Reproduce exactly, from the data that follows, the line with "filename crates/insight-scanner/src/fallback.rs", the line with "pub const RISKY_SCORE: u8 = 85;", and every line that lies between them.

EXTRACTED INFORMATION START

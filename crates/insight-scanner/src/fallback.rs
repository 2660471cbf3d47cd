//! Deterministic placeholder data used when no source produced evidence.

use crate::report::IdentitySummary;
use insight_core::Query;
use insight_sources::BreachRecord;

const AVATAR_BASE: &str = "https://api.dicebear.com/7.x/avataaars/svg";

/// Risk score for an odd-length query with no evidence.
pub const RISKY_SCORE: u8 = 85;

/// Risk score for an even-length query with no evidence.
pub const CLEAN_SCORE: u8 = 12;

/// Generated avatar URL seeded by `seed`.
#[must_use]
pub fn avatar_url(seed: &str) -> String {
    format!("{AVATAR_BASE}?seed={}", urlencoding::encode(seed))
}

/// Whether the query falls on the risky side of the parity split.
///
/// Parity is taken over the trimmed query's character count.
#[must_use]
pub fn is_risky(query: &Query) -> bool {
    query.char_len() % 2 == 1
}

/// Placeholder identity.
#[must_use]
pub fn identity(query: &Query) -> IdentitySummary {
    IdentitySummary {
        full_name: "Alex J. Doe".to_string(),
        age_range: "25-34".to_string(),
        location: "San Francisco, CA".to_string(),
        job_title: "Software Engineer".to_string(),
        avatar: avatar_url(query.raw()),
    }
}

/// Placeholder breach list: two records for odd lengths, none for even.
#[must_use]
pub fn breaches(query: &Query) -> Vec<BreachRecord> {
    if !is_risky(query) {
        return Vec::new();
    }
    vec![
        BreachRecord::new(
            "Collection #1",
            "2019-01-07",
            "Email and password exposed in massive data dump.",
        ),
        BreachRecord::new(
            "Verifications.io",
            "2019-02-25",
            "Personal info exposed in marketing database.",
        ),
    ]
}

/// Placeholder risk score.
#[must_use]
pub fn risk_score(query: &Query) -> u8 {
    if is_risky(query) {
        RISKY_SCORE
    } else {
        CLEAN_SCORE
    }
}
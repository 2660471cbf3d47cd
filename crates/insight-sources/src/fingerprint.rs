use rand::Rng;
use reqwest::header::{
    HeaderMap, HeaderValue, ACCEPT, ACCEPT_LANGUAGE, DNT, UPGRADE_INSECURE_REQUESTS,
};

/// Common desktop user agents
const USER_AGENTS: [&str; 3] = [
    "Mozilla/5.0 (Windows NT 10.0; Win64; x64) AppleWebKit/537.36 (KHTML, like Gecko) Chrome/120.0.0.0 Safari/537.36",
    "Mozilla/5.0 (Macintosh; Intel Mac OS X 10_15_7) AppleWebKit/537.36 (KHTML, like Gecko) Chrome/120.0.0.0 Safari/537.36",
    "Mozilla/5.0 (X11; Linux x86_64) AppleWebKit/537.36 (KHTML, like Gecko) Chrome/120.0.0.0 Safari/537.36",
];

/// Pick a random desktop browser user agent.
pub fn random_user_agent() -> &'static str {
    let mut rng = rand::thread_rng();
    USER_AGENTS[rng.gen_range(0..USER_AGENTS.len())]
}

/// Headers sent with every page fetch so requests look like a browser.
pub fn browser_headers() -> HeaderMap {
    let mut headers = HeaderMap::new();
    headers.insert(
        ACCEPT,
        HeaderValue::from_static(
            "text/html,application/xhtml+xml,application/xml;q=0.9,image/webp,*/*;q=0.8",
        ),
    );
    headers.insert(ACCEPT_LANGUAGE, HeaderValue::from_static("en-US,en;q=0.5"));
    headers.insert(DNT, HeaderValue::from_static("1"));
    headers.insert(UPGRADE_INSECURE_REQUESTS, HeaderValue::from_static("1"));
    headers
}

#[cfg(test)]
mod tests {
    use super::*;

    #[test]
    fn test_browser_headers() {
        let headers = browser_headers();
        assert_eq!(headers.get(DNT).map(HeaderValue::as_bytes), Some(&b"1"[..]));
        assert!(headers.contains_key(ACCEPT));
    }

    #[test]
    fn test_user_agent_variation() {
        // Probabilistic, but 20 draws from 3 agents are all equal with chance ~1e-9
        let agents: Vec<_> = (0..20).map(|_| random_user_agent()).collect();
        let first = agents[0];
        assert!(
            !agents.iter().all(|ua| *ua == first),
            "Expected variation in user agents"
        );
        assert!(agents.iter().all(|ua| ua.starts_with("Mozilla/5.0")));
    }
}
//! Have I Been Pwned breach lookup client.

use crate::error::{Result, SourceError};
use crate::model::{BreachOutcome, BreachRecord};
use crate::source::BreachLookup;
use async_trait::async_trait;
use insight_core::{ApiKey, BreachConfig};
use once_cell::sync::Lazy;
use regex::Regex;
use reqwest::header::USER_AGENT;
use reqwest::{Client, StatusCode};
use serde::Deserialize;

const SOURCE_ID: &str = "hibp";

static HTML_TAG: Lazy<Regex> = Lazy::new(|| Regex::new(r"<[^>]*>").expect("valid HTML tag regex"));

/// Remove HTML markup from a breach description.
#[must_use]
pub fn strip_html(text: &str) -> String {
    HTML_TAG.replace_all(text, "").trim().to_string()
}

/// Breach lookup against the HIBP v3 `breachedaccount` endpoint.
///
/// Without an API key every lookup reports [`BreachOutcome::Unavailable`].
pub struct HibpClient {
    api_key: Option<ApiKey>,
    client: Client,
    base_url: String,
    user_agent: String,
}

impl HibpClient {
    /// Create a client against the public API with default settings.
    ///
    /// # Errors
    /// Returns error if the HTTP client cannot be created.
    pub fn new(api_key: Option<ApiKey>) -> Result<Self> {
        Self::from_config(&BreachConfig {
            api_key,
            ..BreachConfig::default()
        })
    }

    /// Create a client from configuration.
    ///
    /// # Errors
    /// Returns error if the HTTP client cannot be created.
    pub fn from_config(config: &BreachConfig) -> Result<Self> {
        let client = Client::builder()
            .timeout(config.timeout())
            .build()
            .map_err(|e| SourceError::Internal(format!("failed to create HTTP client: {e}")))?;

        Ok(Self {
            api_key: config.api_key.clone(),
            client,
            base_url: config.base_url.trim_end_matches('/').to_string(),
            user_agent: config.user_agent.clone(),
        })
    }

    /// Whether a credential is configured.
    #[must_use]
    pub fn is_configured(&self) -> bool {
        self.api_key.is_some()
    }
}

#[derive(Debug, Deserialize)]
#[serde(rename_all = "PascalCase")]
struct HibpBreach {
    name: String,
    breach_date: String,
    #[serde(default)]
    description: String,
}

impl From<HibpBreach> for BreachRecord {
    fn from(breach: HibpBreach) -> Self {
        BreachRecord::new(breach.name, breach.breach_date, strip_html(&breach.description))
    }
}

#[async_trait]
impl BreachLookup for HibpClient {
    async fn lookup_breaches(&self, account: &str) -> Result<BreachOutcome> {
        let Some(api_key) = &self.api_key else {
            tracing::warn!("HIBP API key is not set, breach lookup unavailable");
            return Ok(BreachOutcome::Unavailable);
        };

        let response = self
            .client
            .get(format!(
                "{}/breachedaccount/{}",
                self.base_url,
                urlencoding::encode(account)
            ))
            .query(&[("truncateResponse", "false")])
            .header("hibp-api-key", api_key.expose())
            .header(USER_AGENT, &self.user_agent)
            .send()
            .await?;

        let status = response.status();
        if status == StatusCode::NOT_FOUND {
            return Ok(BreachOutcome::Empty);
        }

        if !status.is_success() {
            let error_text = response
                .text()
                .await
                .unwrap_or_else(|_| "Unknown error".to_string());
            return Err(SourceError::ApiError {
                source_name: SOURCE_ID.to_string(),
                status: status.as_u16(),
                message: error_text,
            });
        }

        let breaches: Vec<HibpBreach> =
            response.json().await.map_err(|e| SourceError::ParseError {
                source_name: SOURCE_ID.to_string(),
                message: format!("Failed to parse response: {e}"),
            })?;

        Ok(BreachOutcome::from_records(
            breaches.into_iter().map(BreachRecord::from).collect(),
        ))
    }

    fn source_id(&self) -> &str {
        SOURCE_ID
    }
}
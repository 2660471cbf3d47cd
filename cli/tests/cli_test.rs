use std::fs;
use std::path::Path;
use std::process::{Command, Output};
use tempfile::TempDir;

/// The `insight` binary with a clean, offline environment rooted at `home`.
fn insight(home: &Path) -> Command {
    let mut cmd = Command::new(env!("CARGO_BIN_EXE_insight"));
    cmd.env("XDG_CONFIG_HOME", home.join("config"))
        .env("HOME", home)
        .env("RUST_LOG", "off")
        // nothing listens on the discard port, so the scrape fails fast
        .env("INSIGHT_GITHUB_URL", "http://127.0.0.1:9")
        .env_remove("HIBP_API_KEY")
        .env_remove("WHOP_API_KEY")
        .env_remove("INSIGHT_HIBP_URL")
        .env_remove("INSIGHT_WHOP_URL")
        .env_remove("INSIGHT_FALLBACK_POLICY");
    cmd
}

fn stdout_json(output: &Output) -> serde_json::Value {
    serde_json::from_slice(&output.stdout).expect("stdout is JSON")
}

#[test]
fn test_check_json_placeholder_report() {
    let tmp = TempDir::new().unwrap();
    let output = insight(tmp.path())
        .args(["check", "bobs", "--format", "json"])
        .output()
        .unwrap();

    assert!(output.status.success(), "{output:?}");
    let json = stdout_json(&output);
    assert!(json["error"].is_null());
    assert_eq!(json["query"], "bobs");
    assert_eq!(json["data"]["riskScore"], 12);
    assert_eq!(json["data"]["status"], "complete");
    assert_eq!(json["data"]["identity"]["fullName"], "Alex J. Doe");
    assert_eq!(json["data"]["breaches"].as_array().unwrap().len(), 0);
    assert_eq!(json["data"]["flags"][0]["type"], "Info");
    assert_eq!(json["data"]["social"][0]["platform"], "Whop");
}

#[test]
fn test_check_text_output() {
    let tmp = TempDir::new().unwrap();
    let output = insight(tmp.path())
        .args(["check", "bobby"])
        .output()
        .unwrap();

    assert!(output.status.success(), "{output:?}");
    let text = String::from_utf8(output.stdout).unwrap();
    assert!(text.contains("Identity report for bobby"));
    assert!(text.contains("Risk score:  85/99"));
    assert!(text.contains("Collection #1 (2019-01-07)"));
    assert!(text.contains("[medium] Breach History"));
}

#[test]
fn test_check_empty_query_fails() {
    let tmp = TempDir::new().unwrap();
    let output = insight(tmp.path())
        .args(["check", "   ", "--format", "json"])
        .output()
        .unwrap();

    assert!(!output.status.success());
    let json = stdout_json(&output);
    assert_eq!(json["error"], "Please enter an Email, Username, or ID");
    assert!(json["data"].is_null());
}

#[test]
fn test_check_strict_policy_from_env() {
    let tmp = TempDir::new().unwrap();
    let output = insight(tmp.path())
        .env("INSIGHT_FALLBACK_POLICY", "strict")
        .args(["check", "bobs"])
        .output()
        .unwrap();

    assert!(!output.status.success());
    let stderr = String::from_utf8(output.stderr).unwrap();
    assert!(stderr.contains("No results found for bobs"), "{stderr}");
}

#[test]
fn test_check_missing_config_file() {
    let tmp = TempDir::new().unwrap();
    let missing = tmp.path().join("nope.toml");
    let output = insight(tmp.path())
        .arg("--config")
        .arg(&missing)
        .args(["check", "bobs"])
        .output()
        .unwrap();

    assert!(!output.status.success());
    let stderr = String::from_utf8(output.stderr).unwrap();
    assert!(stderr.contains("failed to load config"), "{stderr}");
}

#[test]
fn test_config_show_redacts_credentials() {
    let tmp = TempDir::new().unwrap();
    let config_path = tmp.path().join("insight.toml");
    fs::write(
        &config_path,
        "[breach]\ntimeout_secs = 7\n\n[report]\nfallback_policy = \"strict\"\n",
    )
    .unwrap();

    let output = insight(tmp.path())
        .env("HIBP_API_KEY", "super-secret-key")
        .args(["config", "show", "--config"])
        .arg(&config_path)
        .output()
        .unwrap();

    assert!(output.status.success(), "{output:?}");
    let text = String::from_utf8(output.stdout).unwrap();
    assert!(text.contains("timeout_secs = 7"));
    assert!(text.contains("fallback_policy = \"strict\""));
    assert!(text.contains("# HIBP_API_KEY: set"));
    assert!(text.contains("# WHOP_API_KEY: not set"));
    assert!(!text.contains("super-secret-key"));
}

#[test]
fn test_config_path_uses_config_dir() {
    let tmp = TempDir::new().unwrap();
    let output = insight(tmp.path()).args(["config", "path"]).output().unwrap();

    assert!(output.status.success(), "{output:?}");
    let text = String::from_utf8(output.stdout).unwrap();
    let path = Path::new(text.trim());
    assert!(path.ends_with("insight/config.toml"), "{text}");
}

EXTRACTED INFORMATION END
EXTRACTED INFORMATION START

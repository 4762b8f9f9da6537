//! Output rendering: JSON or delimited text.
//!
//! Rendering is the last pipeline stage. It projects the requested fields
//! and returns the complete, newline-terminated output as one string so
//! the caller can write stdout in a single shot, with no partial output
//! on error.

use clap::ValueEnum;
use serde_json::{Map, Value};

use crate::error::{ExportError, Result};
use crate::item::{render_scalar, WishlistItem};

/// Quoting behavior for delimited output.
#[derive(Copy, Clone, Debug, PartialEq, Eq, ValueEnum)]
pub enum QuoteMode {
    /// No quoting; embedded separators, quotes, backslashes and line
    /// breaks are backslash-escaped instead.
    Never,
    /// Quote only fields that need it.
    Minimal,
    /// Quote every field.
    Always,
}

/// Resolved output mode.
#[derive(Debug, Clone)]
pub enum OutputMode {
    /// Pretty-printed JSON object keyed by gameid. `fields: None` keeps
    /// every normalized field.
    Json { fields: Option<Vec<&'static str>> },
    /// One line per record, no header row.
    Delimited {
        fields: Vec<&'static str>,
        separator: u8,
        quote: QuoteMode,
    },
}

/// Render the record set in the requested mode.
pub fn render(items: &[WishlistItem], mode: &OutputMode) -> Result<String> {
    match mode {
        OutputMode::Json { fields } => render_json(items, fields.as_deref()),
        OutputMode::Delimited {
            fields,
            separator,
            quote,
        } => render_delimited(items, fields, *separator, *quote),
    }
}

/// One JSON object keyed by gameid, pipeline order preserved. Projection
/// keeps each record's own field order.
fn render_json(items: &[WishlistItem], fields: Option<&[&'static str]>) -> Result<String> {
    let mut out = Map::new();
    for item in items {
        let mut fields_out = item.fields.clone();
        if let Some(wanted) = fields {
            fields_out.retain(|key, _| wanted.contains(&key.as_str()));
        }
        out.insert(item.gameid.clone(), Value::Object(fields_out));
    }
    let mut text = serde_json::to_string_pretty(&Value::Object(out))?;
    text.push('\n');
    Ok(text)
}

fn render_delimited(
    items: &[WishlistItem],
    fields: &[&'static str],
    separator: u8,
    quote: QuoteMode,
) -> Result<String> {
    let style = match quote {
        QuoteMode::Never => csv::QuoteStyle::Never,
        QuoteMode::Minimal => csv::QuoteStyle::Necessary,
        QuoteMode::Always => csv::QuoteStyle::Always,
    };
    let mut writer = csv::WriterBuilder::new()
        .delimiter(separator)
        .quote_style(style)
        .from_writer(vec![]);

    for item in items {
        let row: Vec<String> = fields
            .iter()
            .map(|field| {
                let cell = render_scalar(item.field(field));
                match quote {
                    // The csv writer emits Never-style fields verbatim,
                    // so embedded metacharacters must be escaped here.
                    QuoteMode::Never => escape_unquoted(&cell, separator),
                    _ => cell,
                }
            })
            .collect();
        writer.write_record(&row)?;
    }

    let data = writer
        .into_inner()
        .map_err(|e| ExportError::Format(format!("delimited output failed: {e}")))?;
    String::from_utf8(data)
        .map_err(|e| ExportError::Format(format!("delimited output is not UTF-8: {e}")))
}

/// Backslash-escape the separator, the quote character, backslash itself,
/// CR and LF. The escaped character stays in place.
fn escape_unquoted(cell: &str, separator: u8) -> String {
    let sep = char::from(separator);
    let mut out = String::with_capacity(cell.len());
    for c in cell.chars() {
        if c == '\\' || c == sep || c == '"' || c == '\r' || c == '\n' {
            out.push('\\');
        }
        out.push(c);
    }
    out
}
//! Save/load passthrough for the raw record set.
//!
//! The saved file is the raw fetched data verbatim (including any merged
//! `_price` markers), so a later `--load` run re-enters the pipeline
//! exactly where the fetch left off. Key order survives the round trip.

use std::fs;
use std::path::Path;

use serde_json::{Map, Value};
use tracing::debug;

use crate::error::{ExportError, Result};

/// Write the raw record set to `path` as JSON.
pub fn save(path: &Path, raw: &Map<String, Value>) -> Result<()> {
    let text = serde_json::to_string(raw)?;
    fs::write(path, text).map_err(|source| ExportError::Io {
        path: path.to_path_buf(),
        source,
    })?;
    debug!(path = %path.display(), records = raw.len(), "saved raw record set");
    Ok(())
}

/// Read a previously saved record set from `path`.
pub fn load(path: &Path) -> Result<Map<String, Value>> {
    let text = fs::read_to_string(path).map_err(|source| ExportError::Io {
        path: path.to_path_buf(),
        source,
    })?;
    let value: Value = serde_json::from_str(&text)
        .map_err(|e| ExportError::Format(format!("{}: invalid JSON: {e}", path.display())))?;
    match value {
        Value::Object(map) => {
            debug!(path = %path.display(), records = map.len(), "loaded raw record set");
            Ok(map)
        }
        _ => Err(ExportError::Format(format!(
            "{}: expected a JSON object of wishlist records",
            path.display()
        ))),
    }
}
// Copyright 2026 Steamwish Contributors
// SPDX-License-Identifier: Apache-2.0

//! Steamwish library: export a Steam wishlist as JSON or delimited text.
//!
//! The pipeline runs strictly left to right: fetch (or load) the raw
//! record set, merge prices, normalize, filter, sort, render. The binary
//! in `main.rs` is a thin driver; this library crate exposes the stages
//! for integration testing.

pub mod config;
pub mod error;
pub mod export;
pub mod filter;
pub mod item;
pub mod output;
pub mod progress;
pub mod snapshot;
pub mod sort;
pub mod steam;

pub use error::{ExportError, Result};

EXTRACTED INFORMATION END

* **REPLY**:
filename crates/insight-scanner/src/fallback.rs
repository 2660471cbf3d47cd
//! Deterministic placeholder data used when no source produced evidence.

use crate::report::IdentitySummary;
use insight_core::Query;
use insight_sources::BreachRecord;

const AVATAR_BASE: &str = "https://api.dicebear.com/7.x/avataaars/svg";

/// Risk score for an odd-length query with no evidence.
pub const RISKY_SCORE: u8 = 85;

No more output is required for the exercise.